先進医療の技術料は全額自己負担になりますが、それと同時に行われた診察や検査、投薬や入院にかかる費用には、医療保険が利用できます。ただし、先進医療を受けられる医療機関は、厚生労働省に届け出を済ませた特定の医療機関に限られます。
「保険診療」と「自由診療」のメリット・デメリット
■「自由診療=金儲け主義」という誤解もあるが…
国民皆保険制度による保険診療には予防治療が含まれないため、十分な予防治療を受けている人は少なく、日本では「予防弱者」が増えています。私は、決して保険診療が悪だとは考えていません。保険診療、自由診療ともにそれぞれメリット・デメリットがあり、それを理解して治療を受けることが重要です。
日本では、自由診療=金儲け主義、という誤解をしている方も少なくありません。
しかし、歯科では最低限の治療=保険診療、高水準の治療=自由診療という住み分けがあり、保険診療だけで患者が満足できる治療を行えるかは疑問です。
インプラントや矯正治療に保険がきかないのはご存知の方が多いと思います。自由診療は高度な材料を使うことが目的でなく、患者にとって最適な治療を選択するための診療です。保険診療とは異なり、治療方法や治療時間に制限はありません。よって、最先端の技術や材料を用いて、しっかりと治療することが可能となります。
私は、自分の歯を保存することがまずは重要だという考えから高度な治療を行っていますが、これは保険が適用できません。そして保険と自費を併用すると混合治療となり厚生労働省からペナルティが下されます。

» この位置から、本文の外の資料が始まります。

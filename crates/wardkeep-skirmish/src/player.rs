//! Per-player economy and supply bookkeeping.

use serde::{Deserialize, Serialize};

use crate::constants::{STARTING_MINERALS, STARTING_SUPPLY_CAP};
use crate::enums::{PlayerId, Race};

#[derive(Debug, Clone, Copy, Serialize, Deserialize)]
pub struct PlayerState {
    pub id: PlayerId,
    pub race: Race,
    pub minerals: u32,
    pub gas: u32,
    pub supply_used: u32,
    pub supply_max: u32,
}

impl PlayerState {
    pub fn new(id: PlayerId, race: Race) -> Self {
        Self {
            id,
            race,
            minerals: STARTING_MINERALS,
            gas: 0,
            supply_used: 0,
            supply_max: STARTING_SUPPLY_CAP,
        }
    }

    /// Whether `supply_cost` more supply fits under the cap.
    pub fn can_afford_supply(&self, supply_cost: u32) -> bool {
        self.supply_used + supply_cost <= self.supply_max
    }
}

「この歯を残すにはこの材料を使いたいな」と思っても、保険治療を希望されている場合はそこで制限されるため常に妥協案になってしまいます。保険適用範囲内での治療は不具合が起こりやすく、再治療になることも多くなります。結果、その繰り返しで歯を失うことにもなりかねません。

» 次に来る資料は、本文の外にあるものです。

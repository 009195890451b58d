//! Player commands sent from the platform layer to the engine.
//!
//! Commands are queued and processed at the next tick boundary.
//! Invalid commands (shooting during a build phase, placing a tower
//! without gold, restarting mid-round) are no-ops, not errors.

use serde::{Deserialize, Serialize};

use wardkeep_core::types::Position;

/// All possible player actions.
#[derive(Debug, Clone, Serialize, Deserialize)]
#[serde(tag = "type")]
pub enum PlayerCommand {
    /// Fire the king's weapon toward a point. Honored only in a combat
    /// phase and only when the king's cooldown has elapsed.
    Shoot { target: Position },
    /// Spend gold to raise a tower. Honored only during a build phase,
    /// with enough gold, at a point inside the playfield.
    PlaceTower { at: Position },
    /// Reset everything to a fresh round. Honored only after the round
    /// has ended.
    Restart,
}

自由診療での治療では、患者の歯と健康のためにより良い治療を提供することができるので、これまで保険診療のみを行ってきた方には、選択肢を広げてもらいたいと思います。
保険診療が生む「病気になったら治せばいい」の意識
■歯科のほうが自由診療が多いが…
医科では、歯科に比べて保険診療でできることが多いという印象があります。この背景には、やはり歯科よりも医科が重視されており、保険診療でできることを医科で増やせるよう、厚生労働省が基準を変えていったことが関わっていると思います。

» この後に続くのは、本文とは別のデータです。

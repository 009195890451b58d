//! Engine configuration.

use wardkeep_core::types::Arena;

use crate::constants::{ARENA_HEIGHT, ARENA_WIDTH};

/// Configuration for starting a new match.
#[derive(Debug, Clone, Copy)]
pub struct SimConfig {
    /// RNG seed for determinism. Same seed = same match.
    pub seed: u64,
    pub arena: Arena,
}

impl Default for SimConfig {
    fn default() -> Self {
        Self {
            seed: 42,
            arena: Arena::new(ARENA_WIDTH, ARENA_HEIGHT),
        }
    }
}

impl SimConfig {
    pub fn with_seed(seed: u64) -> Self {
        Self {
            seed,
            ..Self::default()
        }
    }
}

歯科でも、ハイブリッドセラミックの歯が保険適用になるといった変化はありますが、歯科よりも医科のほうが優遇されているという感覚は否めません。私は、歯科でも保険診療でできる範囲を広げるべきだと主張するつもりはありません。むしろ、日本の医療費の逼迫状況を考えると、医科も予防医療を重視して、自分でつくってしまった病気は自分のお金で治すという方向にシフトすべきではないかと考えます。
歯科でいえば、銀歯や白いレジンを保険治療で入れる必要はなく、生活習慣による虫歯の治療費は自分で負担するというシステムにすれば、もっと真剣に予防に取り組むようになり、歯科の医療費はぐっと下がるはずです。
医科歯科ともに自己責任の病気の治療費は自分で負担するようになれば、その分医療費以外の社会保障費に予算を割けるようになり、出産、育児、介護などを手厚くサポートできる体制になるはずなのです。また、患者が自分の体や病気を真剣に考えるようになれば、医師も薬を処方するだけではない治療法を真剣に考えるようになり、医療の発展にもつながっていくはずです。